RECORDS FOR PROCESSING below:
use std::collections::{BTreeSet, HashMap};
use std::sync::{Arc, Mutex};
use tokio::sync::{Mutex as AsyncMutex, OwnedMutexGuard};

/// One async mutex per MAC address.
///
/// Policy rewrites for a MAC hold its entry for the whole transaction. Locks
/// for several MACs are always taken in sorted order so two bulk operations
/// over overlapping sets cannot deadlock.
#[derive(Debug, Default)]
pub struct MacLocks {
    table: Mutex<HashMap<String, Arc<AsyncMutex<()>>>>,
}

/// Held locks; released on drop
#[derive(Debug)]
pub struct MacGuard {
    _guards: Vec<OwnedMutexGuard<()>>,
}

impl MacLocks {
    pub fn new() -> Self {
        Self::default()
    }

    pub async fn lock(&self, mac: &str) -> MacGuard {
        self.lock_many([mac]).await
    }

    pub async fn lock_many<'a, I>(&self, macs: I) -> MacGuard
    where
        I: IntoIterator<Item = &'a str>,
    {
        let ordered: BTreeSet<&str> = macs.into_iter().collect();
        let mutexes: Vec<Arc<AsyncMutex<()>>> = {
            let mut table = self.table.lock().unwrap_or_else(|e| e.into_inner());
            // Entries nobody holds or waits on only carry the map's own reference
            table.retain(|_, m| Arc::strong_count(m) > 1);
            ordered
                .iter()
                .map(|mac| table.entry(mac.to_string()).or_default().clone())
                .collect()
        };

        let mut guards = Vec::with_capacity(mutexes.len());
        for m in mutexes {
            guards.push(m.lock_owned().await);
        }
        MacGuard { _guards: guards }
    }

    #[cfg(test)]
    fn tracked(&self) -> usize {
        self.table.lock().unwrap().len()
    }
}

#[cfg(test)]
mod tests {
    use super::*;
    use std::time::Duration;

    #[tokio::test]
    async fn same_mac_is_serialized() {
        let locks = Arc::new(MacLocks::new());
        let guard = locks.lock("AA-BB-CC-DD-EE-FF").await;

        let contender = {
            let locks = locks.clone();
            tokio::spawn(async move {
                let _g = locks.lock("AA-BB-CC-DD-EE-FF").await;
            })
        };
        tokio::time::sleep(Duration::from_millis(50)).await;
        assert!(!contender.is_finished());

        drop(guard);
        tokio::time::timeout(Duration::from_secs(1), contender)
            .await
            .unwrap()
            .unwrap();
    }

    #[tokio::test]
    async fn different_macs_do_not_block_each_other() {
        let locks = MacLocks::new();
        let _a = locks.lock("AA-AA-AA-AA-AA-AA").await;
        tokio::time::timeout(Duration::from_millis(200), locks.lock("BB-BB-BB-BB-BB-BB"))
            .await
            .unwrap();
    }

    #[tokio::test]
    async fn duplicate_macs_in_one_request_do_not_self_deadlock() {
        let locks = MacLocks::new();
        tokio::time::timeout(
            Duration::from_millis(200),
            locks.lock_many(["AA-AA-AA-AA-AA-AA", "AA-AA-AA-AA-AA-AA"]),
        )
        .await
        .unwrap();
    }

    #[tokio::test]
    async fn released_entries_are_pruned() {
        let locks = MacLocks::new();
        drop(locks.lock_many(["AA-AA-AA-AA-AA-AA", "BB-BB-BB-BB-BB-BB"]).await);
        let _held = locks.lock("CC-CC-CC-CC-CC-CC").await;
        assert_eq!(locks.tracked(), 1);
    }
}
End of RECORDS FOR PROCESSING.
> **TASK ITEM**:
Whenever the word "struct" shows up in a line above, copy that line.

> **PROBLEM SOLUTION**:
pub struct MacLocks {
pub struct MacGuard {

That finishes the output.